**Try it**: Among the records, which lines hold the word "crate"? Pick them out.

**Records supplied**:
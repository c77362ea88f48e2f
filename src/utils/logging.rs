/// 日志工具模块
///
/// 提供日志初始化和格式化输出的辅助函数
use crate::config::Config;
use crate::workflow::QuestionCtx;
use std::time::Duration;
use tracing::info;
use tracing_subscriber::EnvFilter;

/// 初始化 tracing 日志
///
/// 优先使用 `RUST_LOG`，否则根据 `verbose` 选择 debug / info 级别。
/// 重复调用是安全的（测试中可能多次初始化）。
pub fn init_tracing(verbose: bool) {
    let default_level = if verbose { "debug" } else { "info" };
    let filter =
        EnvFilter::try_from_default_env().unwrap_or_else(|_| EnvFilter::new(default_level));

    let _ = tracing_subscriber::fmt()
        .with_env_filter(filter)
        .with_target(false)
        .try_init();
}

/// 记录程序启动信息
pub fn log_startup(config: &Config) {
    let d = &config.dispatch;
    info!("{}", "=".repeat(60));
    info!("🚀 程序启动 - 文档问答批量调度模式");
    info!(
        "⏱️ 最小调用间隔: {:.1} 秒 | 单次超时: {:.1} 秒 | 最多尝试: {} 次",
        d.min_interval.as_secs_f64(),
        d.per_attempt_timeout.as_secs_f64(),
        d.max_attempts
    );
    if let Some(deadline) = d.batch_deadline {
        info!("⌛ 批次总时限: {:.1} 秒", deadline.as_secs_f64());
    }
    info!("🤖 模型: {}", config.llm_model_name);
    info!("{}", "=".repeat(60));
}

/// 记录批次开始信息
pub fn log_batch_start(batch_id: u64, total: usize) {
    info!("\n{}", "=".repeat(60));
    info!("📦 开始处理批次 #{}，共 {} 个问题", batch_id, total);
    info!("{}", "=".repeat(60));
}

/// 记录单个问题开始处理
pub fn log_question_start(ctx: &QuestionCtx, text: &str) {
    info!("{} 正在处理: {}", ctx, truncate_text(text, 50));
}

/// 记录批次完成信息
pub fn log_batch_complete(batch_id: u64, success: usize, failed: usize, elapsed: Duration) {
    info!("\n{}", "─".repeat(60));
    info!(
        "✓ 批次 #{} 完成: 成功 {}/{}，失败 {}，耗时 {:.1} 秒",
        batch_id,
        success,
        success + failed,
        failed,
        elapsed.as_secs_f64()
    );
    info!("{}", "─".repeat(60));
}

/// 截断长文本用于日志显示
///
/// # 参数
/// - `text`: 原始文本
/// - `max_len`: 最大字符数
///
/// # 返回
/// 返回截断后的文本
pub fn truncate_text(text: &str, max_len: usize) -> String {
    if text.chars().count() > max_len {
        text.chars().take(max_len).collect::<String>() + "..."
    } else {
        text.to_string()
    }
}

#[cfg(test)]
mod tests {
    use super::*;

    #[test]
    fn test_truncate_text() {
        assert_eq!(truncate_text("short", 50), "short");
        assert_eq!(truncate_text("abcdef", 3), "abc...");
        // 按字符而不是字节截断
        assert_eq!(truncate_text("中文问题测试", 2), "中文...");
    }

    #[test]
    fn test_init_tracing_twice() {
        init_tracing(false);
        init_tracing(true);
    }
}
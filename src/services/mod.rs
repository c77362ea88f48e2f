pub mod answerer;
pub mod llm_answerer;
pub mod warn_writer;

pub use answerer::{AnswerError, AnswerErrorKind, Answerer};
pub use llm_answerer::LlmAnswerer;
pub use warn_writer::WarnWriter;
mod toml_loader;

pub use toml_loader::{load_batch_request, write_batch_response};
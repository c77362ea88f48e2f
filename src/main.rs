use anyhow::Result;
use doc_qa_dispatch::utils::logging;
use doc_qa_dispatch::{App, Config};
use tokio_util::sync::CancellationToken;
use tracing::warn;

#[tokio::main]
async fn main() -> Result<()> {
    // 加载配置
    let config = Config::try_from_env()?;

    // 初始化日志
    logging::init_tracing(config.verbose_logging);

    // Ctrl-C 时取消当前批次
    let cancel = CancellationToken::new();
    {
        let cancel = cancel.clone();
        tokio::spawn(async move {
            if tokio::signal::ctrl_c().await.is_ok() {
                warn!("🛑 收到中断信号，正在取消...");
                cancel.cancel();
            }
        });
    }

    // 初始化并运行应用
    let response = App::initialize(config).run(&cancel).await?;
    println!("{}", serde_json::to_string_pretty(&response)?);

    Ok(())
}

**Result**:
use crate::config::Config;
use crate::workflow::QuestionCtx;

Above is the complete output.